> _Exercise_: Whenever "SystemContext" occurs in a line of the material, list that line.

> _Material provided_:
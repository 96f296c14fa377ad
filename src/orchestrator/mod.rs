//! The build flow.
//!
//! A single linear pass: runtime check, package manager check, helper
//! check (with an install offer), optional compile database generation,
//! the build itself, and artifact relocation. Every check has a terminal
//! edge; nothing is retried.
//!
//! ```text
//! Start -> RuntimeCheck -> PackageManagerCheck -> HelperCheck
//!       -> [CompileDatabase] -> Build -> [ArtifactMove] -> End
//! ```

pub mod artifacts;
pub mod context;

pub use artifacts::relocate;
pub use context::{default_context, SystemContext};

use crate::config::{BuildConfig, BuildPaths};
use crate::error::{BuildError, Result};
use crate::requirements::{offer_install, probe_tool, InstallOutcome, InstallRequest, ToolProbe};
use crate::ui::UserInterface;
use std::fmt;
use std::path::PathBuf;

/// A step of the build flow.
#[derive(Debug, Clone, Copy, PartialEq, Eq)]
pub enum Stage {
    RuntimeCheck,
    PackageManagerCheck,
    HelperCheck,
    CompileDatabase,
    Build,
    ArtifactMove,
}

impl fmt::Display for Stage {
    fn fmt(&self, f: &mut fmt::Formatter<'_>) -> fmt::Result {
        let name = match self {
            Stage::RuntimeCheck => "runtime check",
            Stage::PackageManagerCheck => "package manager check",
            Stage::HelperCheck => "build helper check",
            Stage::CompileDatabase => "compile database",
            Stage::Build => "build",
            Stage::ArtifactMove => "artifact move",
        };
        f.write_str(name)
    }
}

/// How a completed run ended.
#[derive(Debug)]
pub enum FlowOutcome {
    /// The build succeeded and the artifact is in the output directory.
    Built { artifact: PathBuf },
    /// The build command exited non-zero.
    BuildFailed { exit_code: i32 },
    /// A tool check stopped the run before the build.
    Aborted { stage: Stage, reason: BuildError },
}

impl FlowOutcome {
    /// Process exit code for this outcome.
    ///
    /// A failed build still exits 0; only aborted checks exit 1.
    pub fn exit_code(&self) -> i32 {
        match self {
            FlowOutcome::Built { .. } | FlowOutcome::BuildFailed { .. } => 0,
            FlowOutcome::Aborted { .. } => 1,
        }
    }
}

/// Runs the build flow for one project.
pub struct Orchestrator<'a> {
    config: &'a BuildConfig,
    paths: BuildPaths,
    ctx: &'a SystemContext<'a>,
}

impl<'a> Orchestrator<'a> {
    pub fn new(config: &'a BuildConfig, paths: BuildPaths, ctx: &'a SystemContext<'a>) -> Self {
        Self { config, paths, ctx }
    }

    /// Run every stage in order.
    ///
    /// Missing tools and a declined install are reported through `ui` and
    /// returned as [`FlowOutcome::Aborted`].
    ///
    /// # Errors
    ///
    /// Fails if a prompt cannot be read or a build output cannot be moved.
    pub fn run(&self, init: bool, ui: &mut dyn UserInterface) -> Result<FlowOutcome> {
        let tools = &self.config.tools;

        tracing::debug!(stage = %Stage::RuntimeCheck, "Entering stage");
        let runtime = self.probe(&tools.runtime, ui);
        if !runtime.is_present() {
            ui.blank();
            ui.message(&format!(
                "Build >> {} runtime not found, please install it.",
                tools.runtime
            ));
            ui.message(&self.config.runtime_hint);
            ui.blank();
            return Ok(self.abort_missing(Stage::RuntimeCheck, &tools.runtime));
        }
        ui.blank();
        self.report(&runtime, ui);

        tracing::debug!(stage = %Stage::PackageManagerCheck, "Entering stage");
        let package_manager = self.probe(&tools.package_manager, ui);
        let Some(package_manager_path) = package_manager.path.clone() else {
            ui.blank();
            ui.message(&format!(
                "Build >> {} not found, please install it.",
                tools.package_manager
            ));
            ui.blank();
            return Ok(self.abort_missing(Stage::PackageManagerCheck, &tools.package_manager));
        };
        self.report(&package_manager, ui);

        tracing::debug!(stage = %Stage::HelperCheck, "Entering stage");
        let mut helper = self.probe(&tools.build_helper, ui);
        if !helper.is_present() {
            let request = InstallRequest {
                tool: &tools.build_helper,
                package: &self.config.helper_package,
                package_manager: &package_manager_path,
                cwd: &self.paths.project_root,
            };
            match offer_install(&request, ui, self.ctx)? {
                InstallOutcome::Declined => {
                    return Ok(FlowOutcome::Aborted {
                        stage: Stage::HelperCheck,
                        reason: BuildError::InstallDeclined {
                            requirement: tools.build_helper.clone(),
                        },
                    });
                }
                InstallOutcome::Attempted { .. } => {
                    helper = self.probe(&tools.build_helper, ui);
                    if !helper.is_present() {
                        ui.warning(&format!(
                            "{} is still not on PATH after installing, continuing anyway",
                            tools.build_helper
                        ));
                    }
                }
            }
        }
        self.report(&helper, ui);
        let helper_program = helper
            .path
            .clone()
            .unwrap_or_else(|| PathBuf::from(&tools.build_helper));

        if init {
            tracing::debug!(stage = %Stage::CompileDatabase, "Entering stage");
            ui.blank();
            ui.status(&format!("Build >> Generating {}...", self.config.compile_db));
            ui.blank();

            let args = ["configure", "--", "-f", self.config.compile_db_generator.as_str()];
            let code = (self.ctx.run_visible)(&helper_program, &args, &self.paths.project_root);
            tracing::debug!("{} configure exited with {}", tools.build_helper, code);

            ui.blank();
            ui.status(&format!("Build >> {} generated", self.config.compile_db));
            ui.blank();
            relocate(&self.paths.compile_db_source, &self.paths.compile_db_target)?;
        }

        tracing::debug!(stage = %Stage::Build, "Entering stage");
        ui.blank();
        ui.status("Build >> Starting build...");
        let build_args = ["run", self.config.build_script.as_str()];
        let exit_code =
            (self.ctx.run_visible)(&package_manager_path, &build_args, &self.paths.project_root);
        tracing::debug!("Build exited with {}", exit_code);

        if exit_code != 0 {
            ui.blank();
            ui.error("Build >> Build failed!");
            return Ok(FlowOutcome::BuildFailed { exit_code });
        }

        tracing::debug!(stage = %Stage::ArtifactMove, "Entering stage");
        relocate(&self.paths.artifact_source, &self.paths.artifact_target)?;
        ui.blank();
        ui.success(&format!(
            "Build >> Build succeeded, output moved to ./{}",
            self.config.paths.out_dir.display()
        ));
        ui.blank();

        Ok(FlowOutcome::Built {
            artifact: self.paths.artifact_target.clone(),
        })
    }

    fn probe(&self, tool: &str, ui: &mut dyn UserInterface) -> ToolProbe {
        let mut spinner = ui.start_spinner(&format!("Checking {}...", tool));
        let probe = probe_tool(tool, self.ctx);
        spinner.finish_clear();
        probe
    }

    fn report(&self, probe: &ToolProbe, ui: &mut dyn UserInterface) {
        ui.status(&format!("Detected {}: {}", probe.name, probe.version));
    }

    fn abort_missing(&self, stage: Stage, tool: &str) -> FlowOutcome {
        FlowOutcome::Aborted {
            stage,
            reason: BuildError::RequirementMissing {
                requirement: tool.to_string(),
                message: "Not found on PATH".to_string(),
            },
        }
    }
}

> _Response area_:
pub use context::{default_context, SystemContext};
    ctx: &'a SystemContext<'a>,
    pub fn new(config: &'a BuildConfig, paths: BuildPaths, ctx: &'a SystemContext<'a>) -> Self {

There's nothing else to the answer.